Gather all lines with "upstream" from the records.

(Collected data)
^^^^

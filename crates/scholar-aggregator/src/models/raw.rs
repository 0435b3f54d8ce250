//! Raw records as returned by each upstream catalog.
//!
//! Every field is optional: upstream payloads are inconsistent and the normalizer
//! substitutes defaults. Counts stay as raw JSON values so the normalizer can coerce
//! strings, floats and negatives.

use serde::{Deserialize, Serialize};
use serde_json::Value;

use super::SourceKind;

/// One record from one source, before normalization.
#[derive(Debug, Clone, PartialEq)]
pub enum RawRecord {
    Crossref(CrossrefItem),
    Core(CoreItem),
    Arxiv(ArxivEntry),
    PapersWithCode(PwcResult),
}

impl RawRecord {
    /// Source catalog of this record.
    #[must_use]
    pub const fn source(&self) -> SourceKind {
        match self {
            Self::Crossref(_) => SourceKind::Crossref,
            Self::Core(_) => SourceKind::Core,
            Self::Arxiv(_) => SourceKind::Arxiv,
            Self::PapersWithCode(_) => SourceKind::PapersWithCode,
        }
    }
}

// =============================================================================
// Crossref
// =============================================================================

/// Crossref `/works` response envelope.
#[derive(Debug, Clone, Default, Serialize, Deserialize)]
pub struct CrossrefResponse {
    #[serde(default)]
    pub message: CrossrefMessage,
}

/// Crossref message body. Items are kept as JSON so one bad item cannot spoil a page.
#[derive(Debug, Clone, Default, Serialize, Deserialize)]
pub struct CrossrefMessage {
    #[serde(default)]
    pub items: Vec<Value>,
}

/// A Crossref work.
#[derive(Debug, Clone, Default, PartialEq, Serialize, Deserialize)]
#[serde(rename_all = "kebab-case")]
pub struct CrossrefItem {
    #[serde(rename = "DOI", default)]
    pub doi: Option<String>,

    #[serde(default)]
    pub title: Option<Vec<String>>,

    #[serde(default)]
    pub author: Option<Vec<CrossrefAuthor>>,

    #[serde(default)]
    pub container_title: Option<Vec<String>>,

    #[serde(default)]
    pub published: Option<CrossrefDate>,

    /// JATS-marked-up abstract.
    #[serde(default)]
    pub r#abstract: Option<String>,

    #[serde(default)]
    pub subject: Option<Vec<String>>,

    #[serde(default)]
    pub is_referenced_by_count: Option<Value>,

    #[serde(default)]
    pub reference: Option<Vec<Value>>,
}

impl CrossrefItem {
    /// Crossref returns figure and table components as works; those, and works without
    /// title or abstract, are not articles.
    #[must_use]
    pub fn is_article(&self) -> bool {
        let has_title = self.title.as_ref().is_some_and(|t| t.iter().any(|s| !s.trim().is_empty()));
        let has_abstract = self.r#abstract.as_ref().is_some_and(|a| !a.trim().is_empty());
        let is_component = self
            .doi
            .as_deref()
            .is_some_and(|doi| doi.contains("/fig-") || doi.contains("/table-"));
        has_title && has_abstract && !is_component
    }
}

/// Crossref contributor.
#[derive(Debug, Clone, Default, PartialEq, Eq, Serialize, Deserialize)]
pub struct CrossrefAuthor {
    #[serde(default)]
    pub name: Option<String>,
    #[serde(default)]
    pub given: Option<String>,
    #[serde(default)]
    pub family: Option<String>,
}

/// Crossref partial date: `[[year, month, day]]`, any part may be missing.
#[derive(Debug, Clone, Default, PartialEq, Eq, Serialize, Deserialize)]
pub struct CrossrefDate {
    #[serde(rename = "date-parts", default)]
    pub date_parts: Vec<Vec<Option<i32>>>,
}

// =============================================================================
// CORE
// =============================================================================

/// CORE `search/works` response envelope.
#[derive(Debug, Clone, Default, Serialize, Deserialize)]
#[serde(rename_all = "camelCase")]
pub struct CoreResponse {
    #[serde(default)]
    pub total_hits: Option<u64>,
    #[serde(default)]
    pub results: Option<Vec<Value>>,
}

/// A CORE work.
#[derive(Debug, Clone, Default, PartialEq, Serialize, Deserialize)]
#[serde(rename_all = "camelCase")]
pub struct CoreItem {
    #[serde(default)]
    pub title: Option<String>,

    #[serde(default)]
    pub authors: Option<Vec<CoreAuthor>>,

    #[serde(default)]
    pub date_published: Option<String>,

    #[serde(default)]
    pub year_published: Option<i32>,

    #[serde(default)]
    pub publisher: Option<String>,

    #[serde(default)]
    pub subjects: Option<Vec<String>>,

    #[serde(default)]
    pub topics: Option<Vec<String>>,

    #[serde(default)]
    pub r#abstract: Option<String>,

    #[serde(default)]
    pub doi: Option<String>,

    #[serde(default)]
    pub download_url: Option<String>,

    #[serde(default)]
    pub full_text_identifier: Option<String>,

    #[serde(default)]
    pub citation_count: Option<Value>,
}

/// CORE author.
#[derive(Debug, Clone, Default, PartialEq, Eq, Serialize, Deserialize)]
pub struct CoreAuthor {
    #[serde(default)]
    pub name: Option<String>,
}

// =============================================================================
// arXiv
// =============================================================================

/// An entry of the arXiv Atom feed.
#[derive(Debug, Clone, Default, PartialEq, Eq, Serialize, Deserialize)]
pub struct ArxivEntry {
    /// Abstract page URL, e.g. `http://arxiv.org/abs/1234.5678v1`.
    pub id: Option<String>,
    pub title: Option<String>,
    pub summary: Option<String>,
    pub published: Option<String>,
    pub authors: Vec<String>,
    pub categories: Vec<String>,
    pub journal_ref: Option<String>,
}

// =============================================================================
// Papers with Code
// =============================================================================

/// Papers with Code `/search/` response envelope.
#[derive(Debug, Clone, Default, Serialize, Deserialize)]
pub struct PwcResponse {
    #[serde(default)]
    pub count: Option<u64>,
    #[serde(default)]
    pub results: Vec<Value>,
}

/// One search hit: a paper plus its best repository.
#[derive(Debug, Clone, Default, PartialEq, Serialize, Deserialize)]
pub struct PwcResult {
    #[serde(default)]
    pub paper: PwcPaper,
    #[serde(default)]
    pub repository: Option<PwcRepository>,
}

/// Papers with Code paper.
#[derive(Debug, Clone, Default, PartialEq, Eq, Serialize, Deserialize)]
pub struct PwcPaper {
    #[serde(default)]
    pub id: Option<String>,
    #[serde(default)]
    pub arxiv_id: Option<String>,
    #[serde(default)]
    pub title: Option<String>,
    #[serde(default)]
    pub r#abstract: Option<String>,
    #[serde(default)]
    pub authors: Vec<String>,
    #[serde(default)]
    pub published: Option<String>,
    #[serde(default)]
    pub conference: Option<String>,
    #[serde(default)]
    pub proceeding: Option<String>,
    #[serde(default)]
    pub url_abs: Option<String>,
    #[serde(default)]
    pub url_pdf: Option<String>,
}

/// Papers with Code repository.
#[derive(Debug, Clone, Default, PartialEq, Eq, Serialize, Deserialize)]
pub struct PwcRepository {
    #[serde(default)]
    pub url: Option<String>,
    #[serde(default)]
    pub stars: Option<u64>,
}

^^^^

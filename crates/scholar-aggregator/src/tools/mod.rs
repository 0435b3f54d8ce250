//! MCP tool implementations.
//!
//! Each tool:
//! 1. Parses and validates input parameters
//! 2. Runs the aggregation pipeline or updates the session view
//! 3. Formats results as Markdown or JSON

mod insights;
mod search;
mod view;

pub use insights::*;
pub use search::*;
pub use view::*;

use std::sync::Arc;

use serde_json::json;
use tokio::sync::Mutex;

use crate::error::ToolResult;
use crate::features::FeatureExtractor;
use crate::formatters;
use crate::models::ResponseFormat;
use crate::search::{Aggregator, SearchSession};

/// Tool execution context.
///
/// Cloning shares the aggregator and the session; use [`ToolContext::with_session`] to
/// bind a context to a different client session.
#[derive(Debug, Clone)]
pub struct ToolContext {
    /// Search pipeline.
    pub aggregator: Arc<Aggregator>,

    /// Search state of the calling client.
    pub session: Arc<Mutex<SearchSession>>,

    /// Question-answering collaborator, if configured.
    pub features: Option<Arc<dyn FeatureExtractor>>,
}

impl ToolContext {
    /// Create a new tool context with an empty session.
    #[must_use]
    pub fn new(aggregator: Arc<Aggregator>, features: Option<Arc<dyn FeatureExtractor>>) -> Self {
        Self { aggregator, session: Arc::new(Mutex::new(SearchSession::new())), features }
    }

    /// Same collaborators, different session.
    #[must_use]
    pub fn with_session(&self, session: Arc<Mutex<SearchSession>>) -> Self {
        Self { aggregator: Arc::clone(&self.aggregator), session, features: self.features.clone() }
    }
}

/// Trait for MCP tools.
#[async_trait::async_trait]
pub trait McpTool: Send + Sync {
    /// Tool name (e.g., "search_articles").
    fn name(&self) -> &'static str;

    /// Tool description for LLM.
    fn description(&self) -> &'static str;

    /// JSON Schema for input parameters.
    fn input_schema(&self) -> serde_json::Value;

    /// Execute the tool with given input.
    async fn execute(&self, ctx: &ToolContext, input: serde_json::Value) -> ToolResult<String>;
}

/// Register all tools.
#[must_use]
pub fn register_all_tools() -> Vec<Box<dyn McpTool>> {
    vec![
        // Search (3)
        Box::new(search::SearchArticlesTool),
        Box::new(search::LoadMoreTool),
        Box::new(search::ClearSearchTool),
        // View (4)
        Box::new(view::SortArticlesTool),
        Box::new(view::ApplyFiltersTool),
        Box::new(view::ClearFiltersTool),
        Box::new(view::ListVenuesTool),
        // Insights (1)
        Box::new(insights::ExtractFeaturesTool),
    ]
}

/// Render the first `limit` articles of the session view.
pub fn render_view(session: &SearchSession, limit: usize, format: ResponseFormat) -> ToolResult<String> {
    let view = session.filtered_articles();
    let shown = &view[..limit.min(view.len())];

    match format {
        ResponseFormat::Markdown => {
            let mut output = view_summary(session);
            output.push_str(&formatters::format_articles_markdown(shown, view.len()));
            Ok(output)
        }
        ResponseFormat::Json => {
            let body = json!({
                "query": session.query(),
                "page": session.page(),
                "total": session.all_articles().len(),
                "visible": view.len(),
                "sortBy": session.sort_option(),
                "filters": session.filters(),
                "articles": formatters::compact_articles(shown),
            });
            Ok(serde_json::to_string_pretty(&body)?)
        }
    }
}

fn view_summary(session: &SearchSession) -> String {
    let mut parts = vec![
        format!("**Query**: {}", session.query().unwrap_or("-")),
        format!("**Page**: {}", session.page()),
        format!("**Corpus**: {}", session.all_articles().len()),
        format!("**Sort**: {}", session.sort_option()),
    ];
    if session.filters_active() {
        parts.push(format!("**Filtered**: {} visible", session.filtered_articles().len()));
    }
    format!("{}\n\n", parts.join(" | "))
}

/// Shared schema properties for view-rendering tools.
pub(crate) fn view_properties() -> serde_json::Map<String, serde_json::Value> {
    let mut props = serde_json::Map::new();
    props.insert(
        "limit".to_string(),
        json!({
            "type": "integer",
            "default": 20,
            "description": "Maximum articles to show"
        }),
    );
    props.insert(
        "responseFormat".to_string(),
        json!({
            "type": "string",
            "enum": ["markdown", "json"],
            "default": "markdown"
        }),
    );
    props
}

^^^^

**Written reply**
//! Raw records as returned by each upstream catalog.
//! Every field is optional: upstream payloads are inconsistent and the normalizer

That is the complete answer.